Conclusion and final recommendation
The decision to treat or not treat ADHD in the context of active substance abuse depends on numerous factors. Among these, the most notable are the bidirectional relationship between SUD and ADHD (which can vary depending on the type of substance involved), the patient's opinion about the importance of ADHD in his/her particular case, the degree of diagnostic uncertainty for ADHD, the risk of exacerbating SUD or other mental disorders by treating the ADHD, the experience of the therapeutic team in the management of SUD-ADHD co-morbidity, and the ability to closely monitor the patient's response to treatment and adherence to pharmacological treatment.
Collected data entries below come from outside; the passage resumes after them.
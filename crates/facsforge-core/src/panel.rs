//! パネル（チャネル → 蛍光色素・役割・無視フラグ）

use std::collections::BTreeMap;
use std::collections::btree_map::Entry;

use serde::{Deserialize, Serialize};

use crate::error::ConfigError;
use crate::table::EventTable;

/// パネル上の1チャネルの情報
#[derive(Debug, Clone, Default, PartialEq, Eq, Serialize, Deserialize)]
pub struct ChannelInfo {
    #[serde(default)]
    pub fluor: Option<String>,
    #[serde(default)]
    pub role: Option<String>,
    #[serde(default)]
    pub ignore: bool,
}

/// 散乱光・時間チャネルの接頭辞（大文字小文字は区別しない）
const NON_MARKER_PREFIXES: &[&str] = &["FSC", "SSC", "TIME"];

/// 散乱光 (FSC/SSC) または時間チャネルか
pub fn is_scatter_or_time(channel: &str) -> bool {
    let upper = channel.trim_start().to_ascii_uppercase();
    NON_MARKER_PREFIXES.iter().any(|p| upper.starts_with(p))
}

/// チャネル名 → [`ChannelInfo`]
#[derive(Debug, Clone, Default, PartialEq, Eq, Serialize, Deserialize)]
#[serde(transparent)]
pub struct Panel {
    channels: BTreeMap<String, ChannelInfo>,
}

impl Panel {
    pub fn new() -> Self {
        Self::default()
    }

    pub fn insert(&mut self, channel: impl Into<String>, info: ChannelInfo) -> Option<ChannelInfo> {
        self.channels.insert(channel.into(), info)
    }

    pub fn get(&self, channel: &str) -> Option<&ChannelInfo> {
        self.channels.get(channel)
    }

    pub fn contains(&self, channel: &str) -> bool {
        self.channels.contains_key(channel)
    }

    pub fn len(&self) -> usize {
        self.channels.len()
    }

    pub fn is_empty(&self) -> bool {
        self.channels.is_empty()
    }

    pub fn iter(&self) -> impl Iterator<Item = (&str, &ChannelInfo)> {
        self.channels.iter().map(|(k, v)| (k.as_str(), v))
    }

    /// パネルで ignore 指定されているか（パネル外は false）
    pub fn is_ignored(&self, channel: &str) -> bool {
        self.channels.get(channel).is_some_and(|c| c.ignore)
    }

    /// 追加の ignore 指定を反映する。パネルにない名前はそのまま ignore 付きで登録する。
    pub fn mark_ignored<'a>(&mut self, names: impl IntoIterator<Item = &'a str>) {
        for name in names {
            self.channels.entry(name.to_string()).or_default().ignore = true;
        }
    }

    /// 自動閾値の対象か: パネルにあり、ignore でなく、散乱光・時間でもない
    pub fn is_threshold_eligible(&self, channel: &str) -> bool {
        match self.channels.get(channel) {
            Some(info) => !info.ignore && !is_scatter_or_time(channel),
            None => false,
        }
    }

    /// 1つの蛍光色素が2つのチャネルに割り当てられていないかを検査する
    pub fn validate(&self) -> Result<(), ConfigError> {
        let mut used: BTreeMap<&str, &str> = BTreeMap::new();
        for (channel, info) in &self.channels {
            let Some(fluor) = info.fluor.as_deref() else {
                continue;
            };
            match used.entry(fluor) {
                Entry::Occupied(first) => {
                    return Err(ConfigError::DuplicateFluorochrome {
                        fluor: fluor.to_string(),
                        first: first.get().to_string(),
                        second: channel.clone(),
                    });
                }
                Entry::Vacant(slot) => {
                    slot.insert(channel);
                }
            }
        }
        Ok(())
    }

    /// ignore 指定の列を落としたテーブルを返す。パネル外の列は残す。
    pub fn drop_ignored(&self, table: &EventTable) -> EventTable {
        let dropped: Vec<&str> =
            table.columns().iter().map(String::as_str).filter(|c| self.is_ignored(c)).collect();
        if dropped.is_empty() {
            return table.clone();
        }
        log::info!("Dropping {} ignored channel(s): {}", dropped.len(), dropped.join(", "));
        table.retain_columns(|c| !self.is_ignored(c))
    }
}

impl FromIterator<(String, ChannelInfo)> for Panel {
    fn from_iter<I: IntoIterator<Item = (String, ChannelInfo)>>(iter: I) -> Self {
        Self {
            channels: iter.into_iter().collect(),
        }
    }
}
Our recommendation is to individualize the treatment decision required by this dilemma. This should be done on a case-by-case basis in which the arguments for and against immediate pharmacological treatment of ADHD are carefully weighed. The results of such an assessment will indicate when to initiate ADHD treatment and the most appropriate choice of drug.
Competing Interests
All authors have completed the Unified Competing Interest form at http://www.icmje.org/coi_disclosure.pdf (available on request from the corresponding author) and declare no support from any organization for the submitted work; no financial relationships with any organizations that might have an interest in the submitted work in the previous 3 years (except in the case of JP, who declares having acted as a speaker in activities sponsored by Eli Lilly) and no other relationships or activities that could appear to have influenced the submitted work.